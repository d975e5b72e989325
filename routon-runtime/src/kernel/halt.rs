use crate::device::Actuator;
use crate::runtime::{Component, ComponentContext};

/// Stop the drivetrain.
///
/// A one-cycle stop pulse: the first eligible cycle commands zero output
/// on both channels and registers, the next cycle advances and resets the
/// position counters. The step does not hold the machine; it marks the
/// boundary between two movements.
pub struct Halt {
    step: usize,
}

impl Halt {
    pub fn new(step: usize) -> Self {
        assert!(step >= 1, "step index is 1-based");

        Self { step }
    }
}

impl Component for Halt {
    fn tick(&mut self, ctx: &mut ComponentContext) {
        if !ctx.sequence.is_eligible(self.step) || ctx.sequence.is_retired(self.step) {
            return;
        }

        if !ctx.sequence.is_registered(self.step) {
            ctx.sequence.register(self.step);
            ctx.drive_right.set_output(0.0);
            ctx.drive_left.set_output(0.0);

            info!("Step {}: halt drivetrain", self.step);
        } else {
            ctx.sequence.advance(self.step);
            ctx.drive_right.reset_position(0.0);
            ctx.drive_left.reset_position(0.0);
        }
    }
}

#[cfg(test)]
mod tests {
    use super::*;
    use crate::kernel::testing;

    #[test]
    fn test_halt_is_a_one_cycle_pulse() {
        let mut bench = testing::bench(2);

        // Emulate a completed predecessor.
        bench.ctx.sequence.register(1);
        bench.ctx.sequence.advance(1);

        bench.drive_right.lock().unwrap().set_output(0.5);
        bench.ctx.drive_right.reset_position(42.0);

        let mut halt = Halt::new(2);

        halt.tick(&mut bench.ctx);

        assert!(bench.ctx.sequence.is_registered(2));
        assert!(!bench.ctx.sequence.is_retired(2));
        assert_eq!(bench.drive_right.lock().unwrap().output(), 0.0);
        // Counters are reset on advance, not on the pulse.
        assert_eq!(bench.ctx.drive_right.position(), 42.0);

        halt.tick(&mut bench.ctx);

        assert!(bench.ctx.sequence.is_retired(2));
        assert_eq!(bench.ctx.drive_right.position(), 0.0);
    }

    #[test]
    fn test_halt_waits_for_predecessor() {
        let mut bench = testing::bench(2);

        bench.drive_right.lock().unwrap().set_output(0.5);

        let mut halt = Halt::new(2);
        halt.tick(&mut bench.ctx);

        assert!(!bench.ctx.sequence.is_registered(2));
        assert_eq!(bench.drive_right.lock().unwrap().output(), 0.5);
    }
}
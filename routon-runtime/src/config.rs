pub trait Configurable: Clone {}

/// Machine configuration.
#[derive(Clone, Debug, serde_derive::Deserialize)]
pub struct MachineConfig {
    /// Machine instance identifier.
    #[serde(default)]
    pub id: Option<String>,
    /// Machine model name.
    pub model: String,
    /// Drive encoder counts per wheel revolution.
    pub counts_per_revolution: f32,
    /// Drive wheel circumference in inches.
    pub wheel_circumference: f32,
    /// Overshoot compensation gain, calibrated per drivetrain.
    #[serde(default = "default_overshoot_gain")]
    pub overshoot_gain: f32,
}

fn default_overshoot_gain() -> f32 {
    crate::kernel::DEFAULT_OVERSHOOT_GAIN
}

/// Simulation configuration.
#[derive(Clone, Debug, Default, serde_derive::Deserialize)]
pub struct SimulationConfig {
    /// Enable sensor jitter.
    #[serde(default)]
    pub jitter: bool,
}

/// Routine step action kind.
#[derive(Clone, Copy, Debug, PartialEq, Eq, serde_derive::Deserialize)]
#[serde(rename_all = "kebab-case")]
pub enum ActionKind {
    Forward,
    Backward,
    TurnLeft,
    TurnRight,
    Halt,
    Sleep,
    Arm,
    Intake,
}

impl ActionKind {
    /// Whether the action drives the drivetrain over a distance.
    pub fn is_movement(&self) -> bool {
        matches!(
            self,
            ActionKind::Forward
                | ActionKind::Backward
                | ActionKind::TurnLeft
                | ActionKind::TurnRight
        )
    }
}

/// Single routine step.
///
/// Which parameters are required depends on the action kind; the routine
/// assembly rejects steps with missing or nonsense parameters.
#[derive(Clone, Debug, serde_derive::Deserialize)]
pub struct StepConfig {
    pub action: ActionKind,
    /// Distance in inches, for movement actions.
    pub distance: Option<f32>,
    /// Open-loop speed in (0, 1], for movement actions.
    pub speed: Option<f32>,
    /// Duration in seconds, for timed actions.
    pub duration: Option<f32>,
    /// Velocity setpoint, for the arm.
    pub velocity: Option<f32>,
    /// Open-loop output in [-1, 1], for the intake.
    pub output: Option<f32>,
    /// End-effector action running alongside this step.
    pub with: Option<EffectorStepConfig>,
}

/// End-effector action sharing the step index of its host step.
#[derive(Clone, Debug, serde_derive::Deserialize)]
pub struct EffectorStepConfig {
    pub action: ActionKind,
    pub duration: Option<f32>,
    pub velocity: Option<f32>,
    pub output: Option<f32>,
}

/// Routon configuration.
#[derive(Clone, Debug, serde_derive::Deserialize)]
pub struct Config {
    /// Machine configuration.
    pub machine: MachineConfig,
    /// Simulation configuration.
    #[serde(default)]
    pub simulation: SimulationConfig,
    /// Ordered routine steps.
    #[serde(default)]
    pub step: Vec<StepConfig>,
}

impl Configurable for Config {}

==

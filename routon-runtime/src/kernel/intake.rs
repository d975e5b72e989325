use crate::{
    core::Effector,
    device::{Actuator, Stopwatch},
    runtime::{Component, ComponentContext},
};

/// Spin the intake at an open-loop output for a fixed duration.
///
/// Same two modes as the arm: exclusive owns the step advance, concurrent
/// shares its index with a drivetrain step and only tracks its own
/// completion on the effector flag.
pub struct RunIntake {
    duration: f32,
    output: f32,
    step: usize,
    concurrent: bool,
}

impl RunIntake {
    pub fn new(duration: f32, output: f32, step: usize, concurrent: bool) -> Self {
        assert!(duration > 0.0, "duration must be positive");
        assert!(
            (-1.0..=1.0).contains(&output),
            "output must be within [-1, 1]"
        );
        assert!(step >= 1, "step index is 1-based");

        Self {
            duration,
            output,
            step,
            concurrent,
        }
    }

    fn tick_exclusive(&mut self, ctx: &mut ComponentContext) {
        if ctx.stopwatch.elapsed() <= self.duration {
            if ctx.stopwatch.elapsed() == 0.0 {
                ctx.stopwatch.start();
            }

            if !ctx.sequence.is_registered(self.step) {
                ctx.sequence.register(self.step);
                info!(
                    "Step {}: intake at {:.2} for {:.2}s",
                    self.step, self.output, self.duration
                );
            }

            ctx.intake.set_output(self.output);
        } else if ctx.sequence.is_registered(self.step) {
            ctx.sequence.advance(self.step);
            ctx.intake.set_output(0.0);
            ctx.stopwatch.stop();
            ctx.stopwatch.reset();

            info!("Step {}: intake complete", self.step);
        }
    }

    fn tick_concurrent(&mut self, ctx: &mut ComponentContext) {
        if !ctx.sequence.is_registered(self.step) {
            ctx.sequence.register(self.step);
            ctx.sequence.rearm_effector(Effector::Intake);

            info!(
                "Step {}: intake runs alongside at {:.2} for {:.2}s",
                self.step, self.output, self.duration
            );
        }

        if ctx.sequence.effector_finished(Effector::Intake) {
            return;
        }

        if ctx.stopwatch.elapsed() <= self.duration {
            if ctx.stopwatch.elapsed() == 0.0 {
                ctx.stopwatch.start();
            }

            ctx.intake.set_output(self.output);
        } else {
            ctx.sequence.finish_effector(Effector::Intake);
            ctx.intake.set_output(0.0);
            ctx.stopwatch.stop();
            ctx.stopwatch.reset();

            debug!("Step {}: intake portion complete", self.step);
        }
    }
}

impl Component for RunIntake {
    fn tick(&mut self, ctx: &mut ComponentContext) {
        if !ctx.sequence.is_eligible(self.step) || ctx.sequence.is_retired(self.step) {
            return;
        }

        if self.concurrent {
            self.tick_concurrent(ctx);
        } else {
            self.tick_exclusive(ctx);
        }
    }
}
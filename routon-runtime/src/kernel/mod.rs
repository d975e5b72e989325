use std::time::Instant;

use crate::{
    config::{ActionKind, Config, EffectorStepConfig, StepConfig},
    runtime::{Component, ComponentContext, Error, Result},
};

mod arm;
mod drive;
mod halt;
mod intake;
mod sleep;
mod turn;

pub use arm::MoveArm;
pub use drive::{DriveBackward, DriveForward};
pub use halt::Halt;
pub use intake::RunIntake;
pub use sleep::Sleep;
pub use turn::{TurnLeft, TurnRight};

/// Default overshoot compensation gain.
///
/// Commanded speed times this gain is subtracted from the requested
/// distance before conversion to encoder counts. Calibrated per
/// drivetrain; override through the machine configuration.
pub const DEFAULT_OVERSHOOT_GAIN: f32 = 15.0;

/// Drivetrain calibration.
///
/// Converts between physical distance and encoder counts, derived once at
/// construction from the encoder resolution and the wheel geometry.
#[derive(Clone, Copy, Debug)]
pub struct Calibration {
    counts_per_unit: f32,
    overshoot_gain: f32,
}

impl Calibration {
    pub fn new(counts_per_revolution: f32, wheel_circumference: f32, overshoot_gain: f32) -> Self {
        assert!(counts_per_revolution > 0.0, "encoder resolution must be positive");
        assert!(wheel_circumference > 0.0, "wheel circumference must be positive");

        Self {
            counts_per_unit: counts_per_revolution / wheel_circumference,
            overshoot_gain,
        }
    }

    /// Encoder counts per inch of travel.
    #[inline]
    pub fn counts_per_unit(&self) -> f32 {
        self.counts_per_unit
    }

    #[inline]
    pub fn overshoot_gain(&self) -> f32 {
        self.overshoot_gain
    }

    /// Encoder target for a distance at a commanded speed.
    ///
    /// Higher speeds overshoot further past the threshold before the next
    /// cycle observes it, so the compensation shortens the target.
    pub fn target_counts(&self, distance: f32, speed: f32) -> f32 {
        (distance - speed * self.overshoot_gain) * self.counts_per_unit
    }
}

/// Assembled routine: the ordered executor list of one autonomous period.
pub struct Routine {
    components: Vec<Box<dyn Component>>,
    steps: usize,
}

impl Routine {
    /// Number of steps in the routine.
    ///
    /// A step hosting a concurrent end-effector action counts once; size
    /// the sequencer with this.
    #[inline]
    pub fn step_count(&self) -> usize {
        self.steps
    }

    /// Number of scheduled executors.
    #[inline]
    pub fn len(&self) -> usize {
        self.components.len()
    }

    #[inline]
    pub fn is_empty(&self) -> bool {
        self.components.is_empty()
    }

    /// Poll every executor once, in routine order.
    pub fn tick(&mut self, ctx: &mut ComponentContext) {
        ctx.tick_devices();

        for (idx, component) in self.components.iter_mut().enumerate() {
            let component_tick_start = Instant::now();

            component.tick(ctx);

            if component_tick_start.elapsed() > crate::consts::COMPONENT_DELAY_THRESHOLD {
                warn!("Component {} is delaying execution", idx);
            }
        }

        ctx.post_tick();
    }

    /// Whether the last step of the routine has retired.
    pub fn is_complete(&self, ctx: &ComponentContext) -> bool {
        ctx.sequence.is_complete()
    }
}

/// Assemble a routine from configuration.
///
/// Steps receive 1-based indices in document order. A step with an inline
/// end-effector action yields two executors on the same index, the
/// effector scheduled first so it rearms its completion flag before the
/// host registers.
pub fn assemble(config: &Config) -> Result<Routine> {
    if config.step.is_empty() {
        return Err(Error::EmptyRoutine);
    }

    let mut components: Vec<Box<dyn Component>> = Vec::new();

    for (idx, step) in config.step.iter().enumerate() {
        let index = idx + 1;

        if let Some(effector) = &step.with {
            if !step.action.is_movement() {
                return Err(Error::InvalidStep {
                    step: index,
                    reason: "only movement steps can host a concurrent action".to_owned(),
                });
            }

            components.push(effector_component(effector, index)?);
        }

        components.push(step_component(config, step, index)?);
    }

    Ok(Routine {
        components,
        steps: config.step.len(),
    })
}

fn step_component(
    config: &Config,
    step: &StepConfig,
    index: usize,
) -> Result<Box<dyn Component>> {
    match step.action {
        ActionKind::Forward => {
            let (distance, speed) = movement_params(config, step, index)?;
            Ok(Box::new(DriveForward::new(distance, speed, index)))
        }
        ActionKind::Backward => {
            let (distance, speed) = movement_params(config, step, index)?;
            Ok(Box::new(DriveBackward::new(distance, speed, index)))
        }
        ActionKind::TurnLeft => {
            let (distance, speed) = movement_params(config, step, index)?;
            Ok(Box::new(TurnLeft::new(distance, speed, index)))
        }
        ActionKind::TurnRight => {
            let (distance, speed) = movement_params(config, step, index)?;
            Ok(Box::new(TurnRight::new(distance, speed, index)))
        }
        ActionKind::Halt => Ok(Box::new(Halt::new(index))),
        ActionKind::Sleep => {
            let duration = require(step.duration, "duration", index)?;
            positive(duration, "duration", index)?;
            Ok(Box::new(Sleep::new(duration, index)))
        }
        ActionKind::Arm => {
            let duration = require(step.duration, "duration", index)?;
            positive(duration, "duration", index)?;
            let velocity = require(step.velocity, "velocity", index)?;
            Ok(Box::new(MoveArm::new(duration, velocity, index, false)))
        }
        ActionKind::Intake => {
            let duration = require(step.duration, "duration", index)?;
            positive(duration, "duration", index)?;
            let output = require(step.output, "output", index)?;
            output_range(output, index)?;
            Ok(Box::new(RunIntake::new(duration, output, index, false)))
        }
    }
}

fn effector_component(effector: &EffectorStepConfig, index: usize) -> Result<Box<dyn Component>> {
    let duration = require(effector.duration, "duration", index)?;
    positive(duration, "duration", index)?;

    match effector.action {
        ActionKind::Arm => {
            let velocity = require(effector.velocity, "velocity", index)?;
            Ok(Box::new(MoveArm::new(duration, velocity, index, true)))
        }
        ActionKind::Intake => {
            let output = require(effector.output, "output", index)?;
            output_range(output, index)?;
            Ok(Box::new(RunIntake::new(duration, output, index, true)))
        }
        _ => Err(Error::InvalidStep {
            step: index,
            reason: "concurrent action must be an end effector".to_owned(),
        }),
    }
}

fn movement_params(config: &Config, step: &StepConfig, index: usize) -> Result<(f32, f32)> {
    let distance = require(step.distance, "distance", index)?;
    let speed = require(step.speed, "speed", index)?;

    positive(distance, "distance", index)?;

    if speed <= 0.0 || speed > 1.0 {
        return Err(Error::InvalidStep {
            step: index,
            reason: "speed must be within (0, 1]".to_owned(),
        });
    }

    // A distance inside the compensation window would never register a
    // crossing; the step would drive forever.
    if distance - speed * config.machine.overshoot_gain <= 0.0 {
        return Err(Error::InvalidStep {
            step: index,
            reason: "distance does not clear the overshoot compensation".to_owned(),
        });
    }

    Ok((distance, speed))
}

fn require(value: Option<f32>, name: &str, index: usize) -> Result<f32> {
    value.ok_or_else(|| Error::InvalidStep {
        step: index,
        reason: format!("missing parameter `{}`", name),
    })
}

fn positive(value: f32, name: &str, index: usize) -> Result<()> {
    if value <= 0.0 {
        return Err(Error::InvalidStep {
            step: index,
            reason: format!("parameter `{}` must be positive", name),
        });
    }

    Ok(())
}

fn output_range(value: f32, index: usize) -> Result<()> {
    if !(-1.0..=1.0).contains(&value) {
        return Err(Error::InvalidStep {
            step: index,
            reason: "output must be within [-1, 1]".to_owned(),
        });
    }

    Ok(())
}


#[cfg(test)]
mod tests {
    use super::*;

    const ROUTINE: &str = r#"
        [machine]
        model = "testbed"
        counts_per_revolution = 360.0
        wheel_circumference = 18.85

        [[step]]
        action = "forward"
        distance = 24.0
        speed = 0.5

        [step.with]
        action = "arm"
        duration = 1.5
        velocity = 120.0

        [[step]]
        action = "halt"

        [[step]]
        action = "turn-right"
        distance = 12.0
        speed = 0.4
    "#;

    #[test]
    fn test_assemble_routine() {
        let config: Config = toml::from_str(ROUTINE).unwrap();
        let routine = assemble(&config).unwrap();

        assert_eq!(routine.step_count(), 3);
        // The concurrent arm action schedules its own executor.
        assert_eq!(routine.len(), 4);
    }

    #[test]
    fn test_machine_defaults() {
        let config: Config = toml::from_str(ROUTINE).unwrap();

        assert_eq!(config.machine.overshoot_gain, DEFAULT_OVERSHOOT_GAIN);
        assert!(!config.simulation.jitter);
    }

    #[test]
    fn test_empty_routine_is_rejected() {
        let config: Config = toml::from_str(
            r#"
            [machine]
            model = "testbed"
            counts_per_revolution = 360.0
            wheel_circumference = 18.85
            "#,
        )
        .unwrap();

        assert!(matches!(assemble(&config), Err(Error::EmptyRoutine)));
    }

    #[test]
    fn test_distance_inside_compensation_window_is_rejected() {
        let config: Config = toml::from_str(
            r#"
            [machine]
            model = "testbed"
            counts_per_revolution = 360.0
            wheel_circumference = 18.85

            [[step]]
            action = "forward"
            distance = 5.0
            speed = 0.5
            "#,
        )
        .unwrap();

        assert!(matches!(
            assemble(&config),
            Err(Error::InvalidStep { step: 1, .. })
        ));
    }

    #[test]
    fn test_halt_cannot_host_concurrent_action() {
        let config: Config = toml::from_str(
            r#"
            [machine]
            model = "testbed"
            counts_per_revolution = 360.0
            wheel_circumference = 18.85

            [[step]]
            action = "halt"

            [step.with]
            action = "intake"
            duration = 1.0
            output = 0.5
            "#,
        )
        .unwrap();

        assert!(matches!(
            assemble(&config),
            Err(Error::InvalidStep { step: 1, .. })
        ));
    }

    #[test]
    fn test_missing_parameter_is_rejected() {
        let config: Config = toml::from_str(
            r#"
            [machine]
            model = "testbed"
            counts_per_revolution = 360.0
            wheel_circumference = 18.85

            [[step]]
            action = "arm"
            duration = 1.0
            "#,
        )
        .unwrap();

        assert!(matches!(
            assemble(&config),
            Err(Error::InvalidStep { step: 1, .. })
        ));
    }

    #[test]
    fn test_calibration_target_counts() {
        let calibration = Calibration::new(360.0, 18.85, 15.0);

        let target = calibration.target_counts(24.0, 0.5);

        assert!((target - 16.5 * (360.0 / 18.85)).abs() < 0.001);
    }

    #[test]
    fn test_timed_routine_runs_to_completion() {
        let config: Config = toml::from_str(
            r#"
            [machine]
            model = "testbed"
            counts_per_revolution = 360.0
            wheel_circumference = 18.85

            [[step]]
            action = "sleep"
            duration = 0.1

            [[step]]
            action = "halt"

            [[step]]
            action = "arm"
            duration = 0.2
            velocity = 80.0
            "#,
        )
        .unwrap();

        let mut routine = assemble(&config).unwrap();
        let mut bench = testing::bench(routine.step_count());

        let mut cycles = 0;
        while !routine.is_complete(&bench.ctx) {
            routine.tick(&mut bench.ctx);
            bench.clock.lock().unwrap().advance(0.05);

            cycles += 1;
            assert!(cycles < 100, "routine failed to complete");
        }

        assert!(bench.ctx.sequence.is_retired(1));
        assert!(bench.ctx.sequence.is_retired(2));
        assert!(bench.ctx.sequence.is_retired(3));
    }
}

--

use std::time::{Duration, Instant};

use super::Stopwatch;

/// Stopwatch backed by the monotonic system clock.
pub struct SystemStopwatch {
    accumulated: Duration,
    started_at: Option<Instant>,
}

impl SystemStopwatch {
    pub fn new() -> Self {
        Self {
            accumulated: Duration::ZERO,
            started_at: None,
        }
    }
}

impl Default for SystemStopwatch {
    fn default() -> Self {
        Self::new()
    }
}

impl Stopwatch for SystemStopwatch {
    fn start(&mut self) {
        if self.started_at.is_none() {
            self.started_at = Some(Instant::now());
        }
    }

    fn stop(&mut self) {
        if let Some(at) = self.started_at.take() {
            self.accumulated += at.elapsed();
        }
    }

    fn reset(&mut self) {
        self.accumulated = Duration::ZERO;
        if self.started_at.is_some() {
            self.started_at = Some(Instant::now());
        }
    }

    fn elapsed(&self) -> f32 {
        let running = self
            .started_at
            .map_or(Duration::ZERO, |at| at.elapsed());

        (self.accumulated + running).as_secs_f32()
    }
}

What to do:
The reply should hold only how many lines in the material include the word "inches".

Response:
2